Quali sono, o sarebbero, i rischi legati a questa scelta? Tralascio
le spiritosaggini, diciamo così, di alcuni compagni che sembrano
essersi assegnati il ruolo di guardiani della vera fede e cerco di segnalare
quelli che appaiono tali da un punto di vista razionale:
- Una scelta del genere ci farà apparire schiacciati sulle posizioni
dell'estrema sinistra statalista e a poco serviranno i distinguo sulle
ragioni della nostra scelta.
- La difesa, per di più praticata nelle urne, di un astratto
diritto non a nulla a che vedere con l'azione diretta che pure propugniamo.
Entrambe le considerazioni mi sembrano sensate nel senso che sollevano
dei problemi reali. È effettivamente difficile, mentre ci si schiera
per il sì, porre l'accento sul fatto che solo la mobilitazione
diretta dei lavoratori può modificare il quadro sociale e rovesciare
l'attuale tendenza alla distruzione dei diritti minimi dei lavoratori
stessi.
Vorrei, sommessamente, fare però rilevare un fatto. Facile o
difficile che sia sostenere il punto di vista dell'autonoma iniziativa
di classe in questa partita, è un fatto che l'azione diretta è
una cosa seria. Non è, nonostante gli esercizi letterari che possiamo
dedicarle, il prodotto di una predicazione da anime belle. Che cos'è,
in fondo, l'irrompere sulla scena dell'autonoma spontaneità della
classe subalterna? È, per usare una celebre definizione, un eccesso
degli effetti rispetto alle cause, la definizione di pratiche collettive
di emancipazione, una trasformazione radicale della vita quotidiana.
Certamente, la propaganda delle idee libertarie e la militanza dei compagni
può influenzare le esperienze di azione che si sviluppano sul terreno
dell'autonomia di classe ma sarebbe una prova di singolare presunzione
il ritenere che l'autorganizzazione delle lotte sia lo sviluppo lineare
della nostra azione politica e sociale.
E se è così, ne consegue che le donne e gli uomini che
sviluppano pratiche di autorganizzazione modificando se stessi e il contesto
nel quale vivono lo fanno a prescindere o, almeno, sostanzialmente non
sulla base della loro formazione politica ma ponendola prima nei fatti
e poi sul piano della visione del mondo in discussione.
Rispetto a quest'ordine di problemi, il voto al referendum ha, con ogni
evidenza, un'importanza limitata.
Su di un piano più immediato, su di un terreno che non abbiamo
scelto, ma possiamo scegliere sempre il nostro terreno di azione?, la
questione è sin banale: riteniamo o meno che la difesa di alcuni
diritti anche dal punto di vista giuridico sia importante?

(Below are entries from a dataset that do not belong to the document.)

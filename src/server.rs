use axum::{
    routing::{get, post},
    Router,
};
use std::sync::Arc;
use tower_http::{cors::CorsLayer, trace::TraceLayer};

use crate::config::ApiConfig;
use crate::database::store::DocumentStore;
use crate::handlers::{public, v1};
use crate::services::{TrackingService, ZoneService};

/// Shared per-process handles. Cloned into every request; holds no request state.
#[derive(Clone)]
pub struct AppState {
    pub store: Arc<dyn DocumentStore>,
    pub tracking: TrackingService,
    pub zones: ZoneService,
}

impl AppState {
    pub fn new(store: Arc<dyn DocumentStore>) -> Self {
        Self {
            tracking: TrackingService::new(Arc::clone(&store)),
            zones: ZoneService::new(Arc::clone(&store)),
            store,
        }
    }
}

pub fn app(state: AppState, api: &ApiConfig) -> Router {
    let mut router = Router::new()
        // Public
        .route("/", get(public::root_get))
        .route("/health", get(public::health_get))
        .merge(v1_routes())
        .with_state(state);

    if api.enable_cors {
        router = router.layer(CorsLayer::permissive());
    }
    if api.enable_request_logging {
        router = router.layer(TraceLayer::new_for_http());
    }
    router
}

fn v1_routes() -> Router<AppState> {
    Router::new()
        // Ingestion
        .route("/v1/tracking", post(v1::tracking_post))
        .route("/v1/bulk_tracking", post(v1::bulk_tracking_post))
        // Zones
        .route("/v1/zones", get(v1::zones_get).post(v1::zones_post))
        .route("/v1/zones/:id", axum::routing::delete(v1::zone_delete))
        .route("/v1/zones/:id/set-pair-zone", post(v1::zone_set_pair_zone))
        // Tracking history
        .route(
            "/v1/tracking-data/:tracking_id",
            get(v1::tracking_data_get).delete(v1::tracking_data_delete),
        )
}
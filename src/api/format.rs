use chrono::{DateTime, Utc};
use serde_json::{json, Value};
use std::collections::HashMap;

use crate::database::models::{TrackingPoint, Zone};

/// Wall-clock format for every timestamp in API output (UTC)
pub const TIME_FORMAT: &str = "%Y-%m-%d %H:%M:%S";

pub fn format_time(time: &DateTime<Utc>) -> String {
    time.format(TIME_FORMAT).to_string()
}

/// `tracking_timestamp` read as epoch seconds; `None` outside chrono's range
pub fn tracking_time(tracking_timestamp: i64) -> Option<String> {
    DateTime::from_timestamp(tracking_timestamp, 0).map(|time| format_time(&time))
}

/// Convert a tracking point into its public shape. `zone_name` is resolved by
/// the caller; formatting never touches the store.
pub fn tracking_point_to_api_value(point: &TrackingPoint, zone_name: Option<&str>) -> Value {
    json!({
        "id": point.id.to_string(),
        "tracking_id": point.tracking_id,
        "zone_id": point.zone_id,
        "zone_name": zone_name,
        "data_type": point.data_type.as_str(),
        "lat": point.lat,
        "lon": point.lon,
        "tracking_timestamp": point.tracking_timestamp,
        "tracking_time": tracking_time(point.tracking_timestamp),
        "created_at": format_time(&point.created_at),
    })
}

pub fn tracking_points_to_api_values(points: &[TrackingPoint], zone_names: &HashMap<String, String>) -> Value {
    Value::Array(
        points
            .iter()
            .map(|point| tracking_point_to_api_value(point, zone_names.get(&point.zone_id).map(String::as_str)))
            .collect(),
    )
}

pub fn zone_to_api_value(zone: &Zone) -> Value {
    json!({
        "id": zone.id.to_string(),
        "name": zone.name,
        "description": zone.description,
        "zone_type": zone.zone_type.as_str(),
        "image": zone.image,
        "lat": zone.lat,
        "lon": zone.lon,
        "radius": zone.radius,
        "enabled": zone.enabled,
        "pair_zone_id": zone.pair_zone_id.map(|id| id.to_string()),
        "created_at": format_time(&zone.created_at),
    })
}

pub fn zones_to_api_values(zones: &[Zone]) -> Value {
    Value::Array(zones.iter().map(zone_to_api_value).collect())
}
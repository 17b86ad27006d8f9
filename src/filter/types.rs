use serde::{Deserialize, Serialize};
use serde_json::Value;

#[derive(Debug, Clone, Copy, PartialEq, Eq, Serialize, Deserialize)]
pub enum FilterOp {
    #[serde(rename = "$eq")] Eq,
    #[serde(rename = "$ne")] Ne,
    #[serde(rename = "$gt")] Gt,
    #[serde(rename = "$gte")] Gte,
    #[serde(rename = "$lt")] Lt,
    #[serde(rename = "$lte")] Lte,
    #[serde(rename = "$in")] In,
}

#[derive(Debug, Clone, Default, Serialize, Deserialize)]
pub struct FilterData {
    #[serde(rename = "where", default, skip_serializing_if = "Option::is_none")]
    pub where_clause: Option<Value>,
    #[serde(default, skip_serializing_if = "Option::is_none")]
    pub order: Option<Value>,
}

impl FilterData {
    pub fn matching(where_clause: Value) -> Self {
        Self { where_clause: Some(where_clause), order: None }
    }

    pub fn ordered_by(mut self, order: impl Into<Value>) -> Self {
        self.order = Some(order.into());
        self
    }
}

#[derive(Debug, Clone)]
pub struct FilterWhereInfo {
    pub column: String,
    pub operator: FilterOp,
    pub data: Value,
}

#[derive(Debug, Clone, Copy, PartialEq, Eq)]
pub enum SortDirection {
    Asc,
    Desc,
}

impl SortDirection {
    pub fn to_sql(&self) -> &'static str {
        match self {
            SortDirection::Asc => "ASC",
            SortDirection::Desc => "DESC",
        }
    }
}

#[derive(Debug, Clone)]
pub struct FilterOrderInfo {
    pub column: String,
    pub sort: SortDirection,
}

#[derive(Debug, Clone)]
pub struct SqlResult {
    pub query: String,
    pub params: Vec<Value>,
}
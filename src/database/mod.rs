pub mod manager;
pub mod memory;
pub mod models;
pub mod postgres;
pub mod query_builder;
pub mod repository;
pub mod store;

pub use manager::{DatabaseError, DatabaseManager};
pub use memory::MemoryStore;
pub use postgres::PgDocumentStore;
pub use repository::Repository;
pub use store::{Document, DocumentStore, COLLECTIONS};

Risparmio ai lettori, per mancanza di spazio e per rispetto dell'intelligenza
dei compagni, la scontata lista dei cosiddetti compromessi che caratterizzano
l'azione dei compagni impegnati sul piano sociale e sindacale. Lo faccio
sia perché mi parrebbe pleonastico ricordarli che perché
non li ritengo, a rigore, compromessi almeno nel senso negativo del termine.
Le libertà delle quali godiamo, infatti, sono il prodotto di lotte
dure e, a volte, sanguinose e ratificano un rapporto di forza. Si danno
dentro il quadro statale e capitalistico, questo è evidente, ma
nessun militante che io conosca invoca il pieno dispotismo statale come
condizione favorevole alla sovversione.
Naturalmente, e lo ripeto per chiudere questa riflessione, non penso
affatto che con il referendum si giochino le sorti del movimento di classe,
per molti versi è un ostacolo da superare più che un'occasione
da cogliere ma ritenere che un ostacolo compaia perché si decide
di non rilevarne la presenza non mi sembra la scelta migliore.